Melestarikan dan menjaga keberlangsungan laut dan kehidupan sumber daya laut untuk perkembangan yang berkelanjutan.


15.  Kehidupan di Darat


Melindungi, mengembalikan, dan meningkatkan keberlangsungan pemakaian ekosistem darat, mengelola hutan secara berkelanjutan, mengurangi tanah tandus serta tukar guling tanah.


16.  Institusi Peradilan yang Kuat dan Kedamaian


Meningkatkan perdamaian termasuk masyarakat untuk pembangunan berkelanjutan, menyediakan akses untuk keadilan bagi semua orang termasuk lembaga dan bertanggung jawab untuk seluruh kalangan.


17.  Kemitraan untuk Mencapai Tujuan


Memperkuat implementasi dan menghidupkan kembali kemitraan global untuk pembangunan yang berkelanjutan.

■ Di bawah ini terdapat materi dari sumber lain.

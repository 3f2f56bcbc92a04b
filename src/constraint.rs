use crate::mesh::{Conformity, Mesh};
use crate::record::{Combine, Record};

/// Direction of the constraint between a dangling node and its anchors.
///
#[derive(Clone, Copy, Debug, PartialEq, Eq)]
pub enum Adjust {
    /// Add `value / deps` of each dangling node into each of its anchors.
    /// The dangling node keeps its value.
    Distribute,

    /// Replace each dangling node's value with the sum over its anchors of
    /// `anchor / deps`.
    Assign,
}

/// Apply the constraint to the dangling nodes this process owns. Anchors
/// must already hold locally correct values for `Adjust::Assign`.
///
pub fn adjust<R: Record>(mesh: &Mesh, values: &mut [R], how: Adjust) {
    let mut scratch = vec![0.0; R::FIELDS];
    let nodes = mesh.nodes();

    for &d in mesh.owned_dangling() {
        let (anchors, deps) = match &nodes[d].conformity {
            Conformity::Dangling { anchors, deps } => (anchors, *deps),
            Conformity::Anchored => continue,
        };

        match how {
            Adjust::Distribute => {
                values[d].read_fields(&mut scratch);
                scratch.iter_mut().for_each(|x| *x /= deps);

                for &a in anchors {
                    values[a].write_fields(&scratch, Combine::Accumulate);
                }
            }
            Adjust::Assign => {
                values[d].zero();

                for &a in anchors {
                    values[a].read_fields(&mut scratch);
                    scratch.iter_mut().for_each(|x| *x /= deps);
                    values[d].write_fields(&scratch, Combine::Accumulate);
                }
            }
        }
    }
}




// ============================================================================
#[cfg(test)]
mod test {
    use super::*;
    use crate::mesh::{Node, Ownership};
    use crate::num_vec::Vec3;

    /// Four anchored nodes and one dangling node at the center of their
    /// face, all owned by rank 0.
    fn face_mesh() -> Mesh {
        let owned = || Ownership::Owned { sharers: vec![] };
        let mut nodes: Vec<_> = (0..4)
            .map(|g| Node {
                gid: g,
                ticks: [0, 2 * (g & 1), 2 * (g >> 1)],
                ownership: owned(),
                conformity: Conformity::Anchored,
            })
            .collect();
        nodes.push(Node {
            gid: 4,
            ticks: [0, 1, 1],
            ownership: owned(),
            conformity: Conformity::dangling(vec![0, 1, 2, 3]),
        });
        Mesh::new(0, 1.0, [1, 2, 2], (5, 0), nodes, vec![]).unwrap()
    }

    #[test]
    fn distribute_prorates_into_anchors() {
        let mesh = face_mesh();
        let mut values = vec![Vec3::zeros(); 5];
        values[4] = Vec3::new(4.0, -8.0, 2.0);

        adjust(&mesh, &mut values, Adjust::Distribute);
        for v in &values[..4] {
            assert_eq!(*v, Vec3::new(1.0, -2.0, 0.5));
        }
        assert_eq!(values[4], Vec3::new(4.0, -8.0, 2.0));
    }

    #[test]
    fn assign_averages_the_anchors() {
        let mesh = face_mesh();
        let mut values = vec![
            Vec3::new(1.0, 0.0, 0.0),
            Vec3::new(2.0, 0.0, 0.0),
            Vec3::new(3.0, 0.0, 4.0),
            Vec3::new(6.0, 0.0, 0.0),
            Vec3::new(99.0, 99.0, 99.0),
        ];
        adjust(&mesh, &mut values, Adjust::Assign);
        assert_eq!(values[4], Vec3::new(3.0, 0.0, 1.0));
    }

    #[test]
    fn distribute_then_assign_recovers_the_prorated_value() {
        let mesh = face_mesh();
        let x = Vec3::new(4.0, 12.0, -20.0);
        let mut values = vec![Vec3::zeros(); 5];
        values[4] = x;

        adjust(&mesh, &mut values, Adjust::Distribute);
        adjust(&mesh, &mut values, Adjust::Assign);

        // Each anchor holds x / 4; the dangling node averages them.
        assert_eq!(values[4], x / 4.0);

        let total = values[..4].iter().fold(Vec3::zeros(), |a, b| a + *b);
        assert_eq!(total, x);
    }

    #[test]
    fn single_anchor_round_trip_is_exact() {
        let owned = || Ownership::Owned { sharers: vec![] };
        let nodes = vec![
            Node {
                gid: 0,
                ticks: [0, 0, 0],
                ownership: owned(),
                conformity: Conformity::Anchored,
            },
            Node {
                gid: 1,
                ticks: [1, 0, 0],
                ownership: owned(),
                conformity: Conformity::dangling(vec![0]),
            },
        ];
        let mesh = Mesh::new(0, 1.0, [1, 1, 1], (2, 0), nodes, vec![]).unwrap();
        let mut values = vec![Vec3::zeros(), Vec3::new(0.3, 0.7, -1.1)];

        adjust(&mesh, &mut values, Adjust::Distribute);
        adjust(&mesh, &mut values, Adjust::Assign);
        assert_eq!(values[1], Vec3::new(0.3, 0.7, -1.1));
    }

    #[test]
    fn harbored_dangling_nodes_are_left_alone() {
        let nodes = vec![
            Node {
                gid: 0,
                ticks: [0, 0, 0],
                ownership: Ownership::Owned { sharers: vec![1] },
                conformity: Conformity::Anchored,
            },
            Node {
                gid: 1,
                ticks: [1, 0, 0],
                ownership: Ownership::Harbored { owner: 1 },
                conformity: Conformity::dangling(vec![0]),
            },
        ];
        let mesh = Mesh::new(0, 1.0, [1, 1, 1], (2, 0), nodes, vec![]).unwrap();
        let mut values = vec![Vec3::zeros(), Vec3::new(1.0, 1.0, 1.0)];
        adjust(&mesh, &mut values, Adjust::Distribute);
        assert_eq!(values[0], Vec3::zeros());
    }
}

            Sebagai tolak ukur manfaat dari adanya Pembangunan Berkelanjutan ini adalah  bisa dilihat dari tersedianya pelayanan kesehatan dan pendidikan. Tercukupinya perumahan dan pangan bagi seluruh kelompok masyarakat, serta berkurangnya ketimpangan. Dalam mewujudkan SDGs ini, sangat diperlukan peran pemerintah daerah karena sistem pemerintahan Indonesia saat ini yang menganut sistem desentralisasi sehingga nasib dan kualitas masyarakat dalam praktiknya sangat ditentukan oleh kinerja dari pemerintah daerah.